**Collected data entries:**
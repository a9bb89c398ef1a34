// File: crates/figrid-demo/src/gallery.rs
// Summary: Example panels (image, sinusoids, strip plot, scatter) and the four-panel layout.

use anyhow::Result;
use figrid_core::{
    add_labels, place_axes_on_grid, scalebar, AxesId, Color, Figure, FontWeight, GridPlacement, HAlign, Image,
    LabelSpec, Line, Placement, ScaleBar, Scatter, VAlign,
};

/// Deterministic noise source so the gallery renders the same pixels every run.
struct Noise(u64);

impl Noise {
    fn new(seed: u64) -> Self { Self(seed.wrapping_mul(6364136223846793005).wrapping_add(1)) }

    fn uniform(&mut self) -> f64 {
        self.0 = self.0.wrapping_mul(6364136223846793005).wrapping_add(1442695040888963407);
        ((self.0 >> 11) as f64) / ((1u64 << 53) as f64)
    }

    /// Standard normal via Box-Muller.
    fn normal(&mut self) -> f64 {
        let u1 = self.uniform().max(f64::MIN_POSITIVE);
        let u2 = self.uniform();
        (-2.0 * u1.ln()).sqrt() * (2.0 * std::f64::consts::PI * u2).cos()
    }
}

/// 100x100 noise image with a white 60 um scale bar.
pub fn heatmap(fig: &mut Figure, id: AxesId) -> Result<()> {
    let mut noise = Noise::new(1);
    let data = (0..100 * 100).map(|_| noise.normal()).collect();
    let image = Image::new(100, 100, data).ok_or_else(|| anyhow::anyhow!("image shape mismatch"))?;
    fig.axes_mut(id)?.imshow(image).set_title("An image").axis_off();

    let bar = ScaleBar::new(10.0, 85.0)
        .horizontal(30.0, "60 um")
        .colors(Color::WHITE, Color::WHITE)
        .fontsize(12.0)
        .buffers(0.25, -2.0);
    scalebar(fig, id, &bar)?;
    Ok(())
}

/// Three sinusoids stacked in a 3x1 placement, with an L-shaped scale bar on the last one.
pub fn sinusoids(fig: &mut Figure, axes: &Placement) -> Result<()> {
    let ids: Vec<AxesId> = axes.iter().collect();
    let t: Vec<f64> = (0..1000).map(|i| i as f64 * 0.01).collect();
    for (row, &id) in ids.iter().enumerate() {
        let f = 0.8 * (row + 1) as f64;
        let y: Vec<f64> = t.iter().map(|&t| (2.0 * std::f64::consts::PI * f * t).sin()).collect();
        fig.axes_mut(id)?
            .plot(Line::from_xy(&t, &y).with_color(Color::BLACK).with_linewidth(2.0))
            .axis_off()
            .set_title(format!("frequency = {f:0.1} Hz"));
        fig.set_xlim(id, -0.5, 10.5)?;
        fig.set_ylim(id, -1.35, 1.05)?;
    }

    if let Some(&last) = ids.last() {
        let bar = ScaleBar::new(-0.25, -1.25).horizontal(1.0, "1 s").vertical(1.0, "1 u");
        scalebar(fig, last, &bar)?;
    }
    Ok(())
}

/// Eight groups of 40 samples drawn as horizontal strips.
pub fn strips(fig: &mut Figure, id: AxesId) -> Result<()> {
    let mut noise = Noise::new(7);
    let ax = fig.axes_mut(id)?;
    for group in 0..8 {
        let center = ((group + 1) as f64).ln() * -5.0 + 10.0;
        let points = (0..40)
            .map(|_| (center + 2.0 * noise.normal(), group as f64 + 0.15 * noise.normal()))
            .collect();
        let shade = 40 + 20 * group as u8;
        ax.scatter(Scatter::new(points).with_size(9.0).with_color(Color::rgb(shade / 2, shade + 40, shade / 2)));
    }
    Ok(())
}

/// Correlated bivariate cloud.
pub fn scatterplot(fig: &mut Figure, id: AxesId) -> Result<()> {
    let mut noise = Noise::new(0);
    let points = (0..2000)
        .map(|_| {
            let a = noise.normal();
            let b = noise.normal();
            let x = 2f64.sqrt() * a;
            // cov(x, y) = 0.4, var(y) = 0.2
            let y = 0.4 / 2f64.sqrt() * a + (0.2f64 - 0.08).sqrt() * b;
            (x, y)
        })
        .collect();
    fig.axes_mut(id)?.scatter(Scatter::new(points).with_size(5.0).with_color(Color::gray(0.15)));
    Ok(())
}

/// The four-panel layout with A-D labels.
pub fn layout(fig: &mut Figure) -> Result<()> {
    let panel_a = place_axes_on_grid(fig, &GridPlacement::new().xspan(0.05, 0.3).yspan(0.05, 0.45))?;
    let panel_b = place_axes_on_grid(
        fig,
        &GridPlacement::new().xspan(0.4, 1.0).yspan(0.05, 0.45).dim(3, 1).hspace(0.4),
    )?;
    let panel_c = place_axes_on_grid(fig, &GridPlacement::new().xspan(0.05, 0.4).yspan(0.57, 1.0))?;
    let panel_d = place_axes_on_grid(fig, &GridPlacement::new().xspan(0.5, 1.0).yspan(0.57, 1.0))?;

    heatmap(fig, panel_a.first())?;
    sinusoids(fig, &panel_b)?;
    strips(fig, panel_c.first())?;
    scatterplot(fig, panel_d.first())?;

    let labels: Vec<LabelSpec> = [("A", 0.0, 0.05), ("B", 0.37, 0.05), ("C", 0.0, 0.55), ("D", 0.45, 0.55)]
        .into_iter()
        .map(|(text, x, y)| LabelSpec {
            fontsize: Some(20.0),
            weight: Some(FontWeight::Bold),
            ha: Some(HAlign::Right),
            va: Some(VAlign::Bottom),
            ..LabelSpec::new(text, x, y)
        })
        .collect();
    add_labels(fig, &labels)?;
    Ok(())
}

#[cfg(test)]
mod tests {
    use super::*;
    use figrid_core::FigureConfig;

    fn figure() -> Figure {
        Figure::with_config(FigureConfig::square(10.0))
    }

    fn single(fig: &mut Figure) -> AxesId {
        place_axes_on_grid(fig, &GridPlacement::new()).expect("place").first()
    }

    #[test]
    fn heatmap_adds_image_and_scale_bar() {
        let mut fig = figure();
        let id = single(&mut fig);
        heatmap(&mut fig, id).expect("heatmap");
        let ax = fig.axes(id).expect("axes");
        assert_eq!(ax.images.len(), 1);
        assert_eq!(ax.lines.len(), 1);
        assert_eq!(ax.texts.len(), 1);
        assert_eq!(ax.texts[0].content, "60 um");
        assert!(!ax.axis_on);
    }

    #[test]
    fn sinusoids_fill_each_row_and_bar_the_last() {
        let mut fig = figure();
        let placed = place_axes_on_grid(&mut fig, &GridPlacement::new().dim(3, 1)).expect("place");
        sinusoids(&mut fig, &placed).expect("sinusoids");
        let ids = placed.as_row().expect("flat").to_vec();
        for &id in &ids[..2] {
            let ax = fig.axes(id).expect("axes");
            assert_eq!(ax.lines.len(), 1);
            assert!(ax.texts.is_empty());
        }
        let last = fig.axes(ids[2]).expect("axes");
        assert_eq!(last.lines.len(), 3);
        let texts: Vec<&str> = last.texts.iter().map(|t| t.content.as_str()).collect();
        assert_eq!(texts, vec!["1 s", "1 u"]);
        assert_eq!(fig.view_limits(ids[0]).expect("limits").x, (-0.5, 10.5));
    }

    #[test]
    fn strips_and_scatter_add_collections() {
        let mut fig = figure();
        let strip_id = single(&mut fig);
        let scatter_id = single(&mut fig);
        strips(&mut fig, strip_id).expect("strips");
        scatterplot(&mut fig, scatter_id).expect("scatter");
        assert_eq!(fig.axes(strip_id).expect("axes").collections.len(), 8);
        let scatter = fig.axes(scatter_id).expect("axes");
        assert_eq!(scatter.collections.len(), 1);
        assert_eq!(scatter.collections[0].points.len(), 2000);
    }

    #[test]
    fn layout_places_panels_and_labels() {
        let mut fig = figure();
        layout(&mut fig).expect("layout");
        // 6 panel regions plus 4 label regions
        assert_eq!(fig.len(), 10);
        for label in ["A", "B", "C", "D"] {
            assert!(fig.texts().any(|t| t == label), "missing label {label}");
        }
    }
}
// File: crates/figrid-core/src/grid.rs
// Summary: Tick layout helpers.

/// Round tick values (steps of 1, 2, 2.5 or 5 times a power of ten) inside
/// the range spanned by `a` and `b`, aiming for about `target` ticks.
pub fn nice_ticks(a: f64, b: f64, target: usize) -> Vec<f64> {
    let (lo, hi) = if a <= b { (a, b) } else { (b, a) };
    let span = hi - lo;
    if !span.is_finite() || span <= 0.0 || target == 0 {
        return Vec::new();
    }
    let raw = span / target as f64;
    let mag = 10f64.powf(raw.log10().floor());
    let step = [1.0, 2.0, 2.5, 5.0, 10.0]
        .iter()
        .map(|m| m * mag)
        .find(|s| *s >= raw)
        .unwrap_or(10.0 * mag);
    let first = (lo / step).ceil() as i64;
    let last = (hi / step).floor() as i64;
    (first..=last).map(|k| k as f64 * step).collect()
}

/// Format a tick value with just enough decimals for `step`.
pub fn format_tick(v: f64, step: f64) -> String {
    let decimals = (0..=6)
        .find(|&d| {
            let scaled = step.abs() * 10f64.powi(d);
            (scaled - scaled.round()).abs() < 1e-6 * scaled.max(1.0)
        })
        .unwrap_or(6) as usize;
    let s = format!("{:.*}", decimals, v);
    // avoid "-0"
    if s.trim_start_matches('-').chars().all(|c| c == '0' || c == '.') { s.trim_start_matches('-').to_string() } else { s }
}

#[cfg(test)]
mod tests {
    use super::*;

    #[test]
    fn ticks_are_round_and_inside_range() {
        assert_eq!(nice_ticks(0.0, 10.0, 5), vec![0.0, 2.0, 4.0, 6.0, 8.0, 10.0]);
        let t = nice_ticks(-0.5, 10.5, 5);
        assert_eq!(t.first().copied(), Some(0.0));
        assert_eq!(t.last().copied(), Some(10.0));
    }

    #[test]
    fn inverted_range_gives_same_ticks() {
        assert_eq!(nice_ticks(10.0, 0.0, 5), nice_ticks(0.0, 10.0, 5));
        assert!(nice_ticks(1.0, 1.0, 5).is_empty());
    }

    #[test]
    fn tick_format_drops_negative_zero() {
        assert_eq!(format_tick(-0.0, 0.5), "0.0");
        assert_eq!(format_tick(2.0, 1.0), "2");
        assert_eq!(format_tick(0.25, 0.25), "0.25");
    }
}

--

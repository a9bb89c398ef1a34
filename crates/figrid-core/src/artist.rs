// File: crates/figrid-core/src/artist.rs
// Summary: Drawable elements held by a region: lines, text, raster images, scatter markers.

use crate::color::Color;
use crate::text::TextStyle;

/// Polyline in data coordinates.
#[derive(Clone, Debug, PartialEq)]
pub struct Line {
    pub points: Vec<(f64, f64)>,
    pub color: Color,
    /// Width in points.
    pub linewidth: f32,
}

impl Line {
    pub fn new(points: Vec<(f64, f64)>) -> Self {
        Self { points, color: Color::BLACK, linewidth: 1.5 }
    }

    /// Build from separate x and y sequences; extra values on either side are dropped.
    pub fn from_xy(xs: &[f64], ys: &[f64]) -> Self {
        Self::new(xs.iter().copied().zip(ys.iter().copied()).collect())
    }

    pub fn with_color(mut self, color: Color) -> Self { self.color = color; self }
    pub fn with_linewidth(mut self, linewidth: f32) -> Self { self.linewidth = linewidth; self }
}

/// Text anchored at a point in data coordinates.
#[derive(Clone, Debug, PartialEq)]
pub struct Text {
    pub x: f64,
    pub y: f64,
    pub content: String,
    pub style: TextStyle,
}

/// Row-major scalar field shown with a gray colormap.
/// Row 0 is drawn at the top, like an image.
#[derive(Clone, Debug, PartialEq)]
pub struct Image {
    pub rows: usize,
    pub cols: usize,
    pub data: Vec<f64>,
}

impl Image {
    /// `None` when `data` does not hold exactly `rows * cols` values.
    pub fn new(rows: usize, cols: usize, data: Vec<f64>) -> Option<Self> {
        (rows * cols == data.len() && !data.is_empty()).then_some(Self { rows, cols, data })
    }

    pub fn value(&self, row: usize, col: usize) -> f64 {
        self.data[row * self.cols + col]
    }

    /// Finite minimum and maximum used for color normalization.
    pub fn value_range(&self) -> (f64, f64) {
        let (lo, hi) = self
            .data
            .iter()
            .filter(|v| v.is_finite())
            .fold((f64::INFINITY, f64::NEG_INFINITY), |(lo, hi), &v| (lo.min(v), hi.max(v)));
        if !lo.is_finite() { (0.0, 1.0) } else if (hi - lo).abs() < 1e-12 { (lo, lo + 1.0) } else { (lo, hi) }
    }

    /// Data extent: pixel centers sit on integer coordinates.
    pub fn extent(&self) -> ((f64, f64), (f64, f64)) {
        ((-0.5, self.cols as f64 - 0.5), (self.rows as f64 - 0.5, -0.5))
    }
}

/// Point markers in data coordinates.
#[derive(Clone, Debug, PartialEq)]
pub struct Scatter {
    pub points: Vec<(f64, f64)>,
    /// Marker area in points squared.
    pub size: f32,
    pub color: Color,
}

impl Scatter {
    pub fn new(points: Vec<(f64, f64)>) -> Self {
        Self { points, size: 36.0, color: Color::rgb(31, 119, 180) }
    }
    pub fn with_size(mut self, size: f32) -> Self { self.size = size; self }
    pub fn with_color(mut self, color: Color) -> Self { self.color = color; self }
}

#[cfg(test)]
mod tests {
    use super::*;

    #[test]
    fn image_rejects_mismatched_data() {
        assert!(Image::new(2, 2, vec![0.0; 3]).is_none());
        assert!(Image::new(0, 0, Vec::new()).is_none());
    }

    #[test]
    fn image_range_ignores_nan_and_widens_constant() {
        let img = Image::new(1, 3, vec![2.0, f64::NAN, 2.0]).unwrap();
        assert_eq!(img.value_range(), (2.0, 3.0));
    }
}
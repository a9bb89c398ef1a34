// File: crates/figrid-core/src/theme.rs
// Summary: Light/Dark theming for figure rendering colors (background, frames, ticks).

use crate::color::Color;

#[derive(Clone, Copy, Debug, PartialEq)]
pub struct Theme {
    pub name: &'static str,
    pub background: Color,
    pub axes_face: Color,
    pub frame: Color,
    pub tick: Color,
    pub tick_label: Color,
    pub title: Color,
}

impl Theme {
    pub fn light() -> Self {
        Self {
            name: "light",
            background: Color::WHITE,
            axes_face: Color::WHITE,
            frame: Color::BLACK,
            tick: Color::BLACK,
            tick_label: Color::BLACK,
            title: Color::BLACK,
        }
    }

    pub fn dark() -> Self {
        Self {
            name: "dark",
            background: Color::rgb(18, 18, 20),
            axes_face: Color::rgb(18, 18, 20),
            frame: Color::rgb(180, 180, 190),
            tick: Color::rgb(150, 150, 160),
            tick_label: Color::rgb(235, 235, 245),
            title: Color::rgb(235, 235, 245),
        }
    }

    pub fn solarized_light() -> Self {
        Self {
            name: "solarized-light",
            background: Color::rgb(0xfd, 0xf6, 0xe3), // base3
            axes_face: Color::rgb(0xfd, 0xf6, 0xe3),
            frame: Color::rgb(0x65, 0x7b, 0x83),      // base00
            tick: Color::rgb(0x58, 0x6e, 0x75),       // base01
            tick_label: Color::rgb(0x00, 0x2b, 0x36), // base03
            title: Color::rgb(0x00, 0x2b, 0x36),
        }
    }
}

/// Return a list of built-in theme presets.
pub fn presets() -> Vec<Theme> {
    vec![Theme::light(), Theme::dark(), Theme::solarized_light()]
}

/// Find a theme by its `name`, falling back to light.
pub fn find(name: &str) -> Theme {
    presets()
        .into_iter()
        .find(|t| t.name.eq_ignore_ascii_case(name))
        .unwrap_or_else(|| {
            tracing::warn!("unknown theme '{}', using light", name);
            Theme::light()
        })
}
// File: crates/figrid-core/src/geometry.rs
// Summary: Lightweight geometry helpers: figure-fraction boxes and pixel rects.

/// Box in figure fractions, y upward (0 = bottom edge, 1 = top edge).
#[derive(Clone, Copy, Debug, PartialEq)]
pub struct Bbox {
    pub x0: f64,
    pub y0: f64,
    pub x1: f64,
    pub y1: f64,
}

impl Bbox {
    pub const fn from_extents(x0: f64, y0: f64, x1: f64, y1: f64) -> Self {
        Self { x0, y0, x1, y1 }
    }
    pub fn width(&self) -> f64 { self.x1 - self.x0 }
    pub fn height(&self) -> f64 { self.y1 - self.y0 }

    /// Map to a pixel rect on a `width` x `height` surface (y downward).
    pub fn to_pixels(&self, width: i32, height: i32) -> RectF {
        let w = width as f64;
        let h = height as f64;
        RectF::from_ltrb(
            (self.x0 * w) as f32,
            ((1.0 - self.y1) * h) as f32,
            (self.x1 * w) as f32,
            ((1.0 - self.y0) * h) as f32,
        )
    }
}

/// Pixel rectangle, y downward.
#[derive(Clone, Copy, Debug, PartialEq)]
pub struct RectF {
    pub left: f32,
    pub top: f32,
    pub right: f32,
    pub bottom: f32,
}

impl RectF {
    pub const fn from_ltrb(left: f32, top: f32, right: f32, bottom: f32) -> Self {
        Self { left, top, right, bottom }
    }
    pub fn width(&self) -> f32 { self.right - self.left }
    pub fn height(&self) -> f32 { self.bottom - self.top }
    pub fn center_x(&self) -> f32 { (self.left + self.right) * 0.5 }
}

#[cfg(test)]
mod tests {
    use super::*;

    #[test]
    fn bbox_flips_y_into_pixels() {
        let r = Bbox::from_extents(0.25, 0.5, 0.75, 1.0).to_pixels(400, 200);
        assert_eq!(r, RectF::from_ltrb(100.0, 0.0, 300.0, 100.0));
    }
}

==

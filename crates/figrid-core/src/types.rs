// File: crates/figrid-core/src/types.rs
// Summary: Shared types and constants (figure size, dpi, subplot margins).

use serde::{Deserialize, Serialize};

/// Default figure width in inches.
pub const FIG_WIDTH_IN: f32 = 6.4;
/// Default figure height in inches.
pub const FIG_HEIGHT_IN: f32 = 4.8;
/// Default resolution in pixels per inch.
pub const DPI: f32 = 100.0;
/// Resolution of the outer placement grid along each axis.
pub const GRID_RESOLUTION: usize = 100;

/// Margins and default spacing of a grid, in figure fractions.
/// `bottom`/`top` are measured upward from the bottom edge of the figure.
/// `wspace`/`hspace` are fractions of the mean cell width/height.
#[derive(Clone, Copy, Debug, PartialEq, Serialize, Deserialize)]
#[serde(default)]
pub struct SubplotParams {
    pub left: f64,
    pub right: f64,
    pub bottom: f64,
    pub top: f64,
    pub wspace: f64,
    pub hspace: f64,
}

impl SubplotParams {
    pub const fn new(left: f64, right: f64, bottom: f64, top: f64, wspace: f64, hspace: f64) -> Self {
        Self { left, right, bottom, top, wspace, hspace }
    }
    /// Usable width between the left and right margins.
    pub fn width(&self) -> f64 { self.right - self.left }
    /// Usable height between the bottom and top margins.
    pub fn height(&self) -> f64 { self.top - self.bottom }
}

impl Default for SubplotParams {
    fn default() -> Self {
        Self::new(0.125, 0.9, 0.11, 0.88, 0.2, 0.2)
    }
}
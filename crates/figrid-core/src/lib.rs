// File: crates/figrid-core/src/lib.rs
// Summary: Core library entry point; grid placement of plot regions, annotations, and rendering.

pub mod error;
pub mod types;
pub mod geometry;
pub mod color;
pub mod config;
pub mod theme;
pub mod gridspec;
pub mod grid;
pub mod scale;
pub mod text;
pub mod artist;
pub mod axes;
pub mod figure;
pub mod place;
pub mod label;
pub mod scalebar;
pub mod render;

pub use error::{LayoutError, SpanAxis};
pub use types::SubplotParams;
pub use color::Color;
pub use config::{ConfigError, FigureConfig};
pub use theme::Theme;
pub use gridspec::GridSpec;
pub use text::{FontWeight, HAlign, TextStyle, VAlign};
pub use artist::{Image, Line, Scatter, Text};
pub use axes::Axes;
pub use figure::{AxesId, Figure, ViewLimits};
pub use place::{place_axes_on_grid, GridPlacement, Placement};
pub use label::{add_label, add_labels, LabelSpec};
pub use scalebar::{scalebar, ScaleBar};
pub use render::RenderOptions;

**The task:** Each line above with the string "regions" should be reported in full.

**Response to the exercise:**
        // 6 panel regions plus 4 label regions
// Summary: Core library entry point; grid placement of plot regions, annotations, and rendering.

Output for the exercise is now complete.